Not telling Dylan about Laura really was going to kill him, but he needed this second date to confirm his suspicions. When he came out of his bedroom and found Dylan hunched over his laptop, naked except for his boxer briefs, shoulders curled and face staring intently at the screen as he chowed down a bowl of cereal, Mike couldn’t help himself. He snickered.

Dylan practically climbed the walls, startling, his face panicked and body spidery with a fight-or-flight stance. “What the fuck, Mike? Why do you do that?”

“Do what?”

“Creep up on people like that!” He had one hand on his heart. “Fucking gave me a heart attack.”

“Hey, I didn’t do anything weird. I walked into my own kitchen to grab breakfast. You’re the freak. Why are you in another world?” A quick glance at the screen gave him his answer: the online dating site.

With Laura’s picture and profile.

Fuck. Suppressing his jealousy, Mike opened the fridge door and grabbed a half gallon of milk to pour a glass as he popped two pieces of bread in the toaster.
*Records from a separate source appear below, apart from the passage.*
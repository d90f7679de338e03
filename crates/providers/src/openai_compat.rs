//! OpenAI-compatible streaming provider.
//!
//! Works with OpenAI, Azure-style proxies, Ollama, vLLM and any endpoint
//! exposing `/chat/completions` with SSE streaming.
//!
//! The provider does not reassemble tool calls. Each SSE chunk is mapped to
//! a [`StreamChunk`] carrying the raw [`ToolCallDelta`]s so the caller can
//! validate indices itself.

use async_trait::async_trait;
use futures::StreamExt;
use serde::{Deserialize, Serialize};
use std::sync::RwLock;
use threadbot_core::error::ProviderError;
use threadbot_core::provider::*;
use tracing::{debug, trace, warn};

/// An OpenAI-compatible chat completion provider.
pub struct OpenAiCompatProvider {
    name: String,
    base_url: String,
    api_key: RwLock<String>,
    client: reqwest::Client,
}

impl OpenAiCompatProvider {
    /// Create a new OpenAI-compatible provider.
    pub fn new(
        name: impl Into<String>,
        base_url: impl Into<String>,
        api_key: impl Into<String>,
    ) -> Self {
        let client = reqwest::Client::builder()
            .timeout(std::time::Duration::from_secs(300))
            .build()
            .unwrap_or_else(|_| reqwest::Client::new());

        Self {
            name: name.into(),
            base_url: base_url.into().trim_end_matches('/').to_string(),
            api_key: RwLock::new(api_key.into()),
            client,
        }
    }

    /// Create an OpenAI provider (convenience constructor).
    pub fn openai(api_key: impl Into<String>) -> Self {
        Self::new("openai", "https://api.openai.com/v1", api_key)
    }

    fn bearer(&self) -> String {
        let key = self
            .api_key
            .read()
            .map(|k| k.clone())
            .unwrap_or_default();
        format!("Bearer {key}")
    }

    /// Convert tool definitions to OpenAI API format.
    fn to_api_tools(tools: &[ToolDefinition]) -> Vec<ApiToolDefinition> {
        tools
            .iter()
            .map(|t| ApiToolDefinition {
                r#type: "function".into(),
                function: ApiToolFunction {
                    name: t.name.clone(),
                    description: t.description.clone(),
                    parameters: t.parameters.clone(),
                },
            })
            .collect()
    }

    /// Build the JSON body for a streaming request.
    fn request_body(request: &ProviderRequest) -> serde_json::Value {
        let mut body = serde_json::json!({
            "model": request.model,
            "messages": request.messages,
            "stream": true,
        });

        if let Some(temperature) = request.temperature {
            body["temperature"] = serde_json::json!(temperature);
        }

        if let Some(max_tokens) = request.max_tokens {
            body["max_tokens"] = serde_json::json!(max_tokens);
        }

        // An empty `tools` array is rejected by the API, so the field is
        // only present when schemas were supplied.
        if let Some(tools) = &request.tools {
            body["tools"] = serde_json::json!(Self::to_api_tools(tools));
        }

        body
    }
}

#[async_trait]
impl Provider for OpenAiCompatProvider {
    fn name(&self) -> &str {
        &self.name
    }

    async fn stream(
        &self,
        request: ProviderRequest,
    ) -> std::result::Result<ChunkReceiver, ProviderError> {
        let url = format!("{}/chat/completions", self.base_url);
        let body = Self::request_body(&request);

        debug!(
            provider = %self.name,
            model = %request.model,
            messages = request.messages.len(),
            tools = request.tools.as_ref().map_or(0, Vec::len),
            "Sending streaming request"
        );

        let response = self
            .client
            .post(&url)
            .header("Authorization", self.bearer())
            .header("Content-Type", "application/json")
            .header("Accept", "text/event-stream")
            .json(&body)
            .send()
            .await
            .map_err(|e| ProviderError::Network(e.to_string()))?;

        let status = response.status().as_u16();

        if status == 429 {
            return Err(ProviderError::RateLimited {
                retry_after_secs: 5,
            });
        }

        if status == 401 || status == 403 {
            return Err(ProviderError::AuthenticationFailed(
                "Invalid API key or insufficient permissions".into(),
            ));
        }

        if status != 200 {
            let error_body = response.text().await.unwrap_or_default();
            warn!(status, body = %error_body, "Provider streaming error");
            return Err(ProviderError::ApiError {
                status_code: status,
                message: error_body,
            });
        }

        let (tx, rx) = tokio::sync::mpsc::channel(64);
        let provider_name = self.name.clone();

        // Spawn task to read the SSE byte stream and parse chunks
        tokio::spawn(async move {
            let mut byte_stream = response.bytes_stream();
            let mut lines = SseLineBuffer::default();

            while let Some(chunk_result) = byte_stream.next().await {
                let bytes = match chunk_result {
                    Ok(b) => b,
                    Err(e) => {
                        let _ = tx
                            .send(Err(ProviderError::StreamInterrupted(e.to_string())))
                            .await;
                        return;
                    }
                };

                for line in lines.push(&bytes) {
                    match parse_sse_line(&line) {
                        SseEvent::Skip => {}
                        SseEvent::Done => return,
                        SseEvent::Chunk(chunk) => {
                            if tx.send(Ok(chunk)).await.is_err() {
                                return; // receiver dropped
                            }
                        }
                        SseEvent::Error(message) => {
                            warn!(provider = %provider_name, error = %message, "Provider reported a stream error");
                            let _ = tx.send(Err(ProviderError::StreamInterrupted(message))).await;
                            return;
                        }
                        SseEvent::Unparseable(e) => {
                            warn!(
                                provider = %provider_name,
                                line = %line,
                                error = %e,
                                "Ignoring unparseable SSE chunk"
                            );
                        }
                    }
                }
            }

            trace!(provider = %provider_name, "Stream ended without [DONE]");
        });

        Ok(rx)
    }

    fn set_api_key(&self, api_key: &str) -> std::result::Result<(), ProviderError> {
        let mut key = self
            .api_key
            .write()
            .map_err(|_| ProviderError::NotConfigured("API key lock poisoned".into()))?;
        *key = api_key.to_string();
        debug!(provider = %self.name, "API key replaced");
        Ok(())
    }
}

/// Splits an incoming byte stream into complete SSE lines.
///
/// Bytes are only decoded once a full line is buffered, so multi-byte
/// characters split across network chunks survive intact.
#[derive(Default)]
struct SseLineBuffer {
    buffer: Vec<u8>,
}

impl SseLineBuffer {
    /// Append bytes and drain every complete line.
    fn push(&mut self, bytes: &[u8]) -> Vec<String> {
        self.buffer.extend_from_slice(bytes);

        let mut lines = Vec::new();
        while let Some(line_end) = self.buffer.iter().position(|&b| b == b'\n') {
            let raw: Vec<u8> = self.buffer.drain(..=line_end).collect();
            let line = String::from_utf8_lossy(&raw[..line_end]);
            lines.push(line.trim_end_matches('\r').to_string());
        }
        lines
    }
}

/// What one SSE line means for the stream.
#[derive(Debug)]
enum SseEvent {
    /// Blank line, comment, or a field we do not use
    Skip,
    /// `data: [DONE]`
    Done,
    Chunk(StreamChunk),
    /// `data: {"error": {...}}` sent by the server mid-stream
    Error(String),
    Unparseable(String),
}

fn parse_sse_line(line: &str) -> SseEvent {
    // Skip empty lines and SSE comments
    if line.is_empty() || line.starts_with(':') {
        return SseEvent::Skip;
    }

    let Some(data) = line.strip_prefix("data:") else {
        return SseEvent::Skip;
    };
    let data = data.trim();

    if data == "[DONE]" {
        return SseEvent::Done;
    }

    match serde_json::from_str::<StreamResponse>(data) {
        Ok(StreamResponse {
            error: Some(error), ..
        }) => SseEvent::Error(error_message(&error)),
        Ok(resp) => match resp.into_chunk() {
            Some(chunk) => SseEvent::Chunk(chunk),
            None => SseEvent::Skip,
        },
        Err(e) => SseEvent::Unparseable(e.to_string()),
    }
}

/// Best-effort message out of an error object (`{"message": ..., "type": ...}`).
fn error_message(error: &serde_json::Value) -> String {
    match error.get("message").and_then(|m| m.as_str()) {
        Some(message) => match error.get("type").and_then(|t| t.as_str()) {
            Some(kind) => format!("{message} ({kind})"),
            None => message.to_string(),
        },
        None => error.to_string(),
    }
}

// --- OpenAI API types (internal) ---

#[derive(Debug, Serialize, Deserialize)]
struct ApiToolDefinition {
    r#type: String,
    function: ApiToolFunction,
}

#[derive(Debug, Serialize, Deserialize)]
struct ApiToolFunction {
    name: String,
    description: String,
    parameters: serde_json::Value,
}

// --- Streaming SSE types ---

/// A single SSE `data: {...}` chunk from a streaming response.
#[derive(Debug, Deserialize)]
struct StreamResponse {
    #[serde(default)]
    choices: Vec<StreamChoice>,
    #[serde(default)]
    error: Option<serde_json::Value>,
}

#[derive(Debug, Deserialize)]
struct StreamChoice {
    #[serde(default)]
    delta: StreamDelta,
    #[serde(default)]
    finish_reason: Option<String>,
}

#[derive(Debug, Default, Deserialize)]
struct StreamDelta {
    #[serde(default)]
    content: Option<String>,
    #[serde(default)]
    tool_calls: Option<Vec<StreamToolCallDelta>>,
}

/// A tool call delta — arrives incrementally across chunks.
#[derive(Debug, Deserialize)]
struct StreamToolCallDelta {
    index: usize,
    #[serde(default)]
    id: Option<String>,
    #[serde(default)]
    function: Option<StreamFunctionDelta>,
}

#[derive(Debug, Deserialize)]
struct StreamFunctionDelta {
    #[serde(default)]
    name: Option<String>,
    #[serde(default)]
    arguments: Option<String>,
}

impl StreamResponse {
    /// Map the first choice to a chunk. `None` when nothing useful arrived.
    fn into_chunk(self) -> Option<StreamChunk> {
        let choice = self.choices.into_iter().next()?;

        let tool_calls: Vec<ToolCallDelta> = choice
            .delta
            .tool_calls
            .unwrap_or_default()
            .into_iter()
            .map(|tc| {
                let (name, arguments) = match tc.function {
                    Some(f) => (f.name, f.arguments),
                    None => (None, None),
                };
                ToolCallDelta {
                    index: tc.index,
                    id: tc.id,
                    name,
                    arguments,
                }
            })
            .collect();

        let chunk = StreamChunk {
            content: choice.delta.content.filter(|c| !c.is_empty()),
            tool_calls,
            finish_reason: choice.finish_reason.map(FinishReason::from),
        };

        let empty = chunk.content.is_none()
            && chunk.tool_calls.is_empty()
            && chunk.finish_reason.is_none();
        if empty { None } else { Some(chunk) }
    }
}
“I’m – ah, hell, I guess I’m stalking Laura.” A rush of protectiveness hit Mike in the solar plexus like a punch. He knew Dylan wasn’t going to harm her. Knew it was just because Dylan was crazy about her. Knew all that.

Still reacted.

“But I thought she blocked you?”

“She did. Wait – I told you that?”

“Yup.”

“Well, I made a new account and am trying that way.”

Mike blinked. The toast popped. Dylan returned his attention to the screen. As Mike grabbed peanut butter, he asked, “So you created a new identity to try to trick her into talking to you?”

“No. My new account says it’s me. I’m not that crazy.”

Yes, you are, Mike thought. Almost said it. Held back. Smearing the peanut butter, he shredded the toast with too much force, making the piece collapse and slime his hand and wrist with nut butter. What a mess.

Yeah. What a mess.

“Aren’t you worried she’s going to be creeped out by you? I mean, she blocked you. Case closed. Move on.”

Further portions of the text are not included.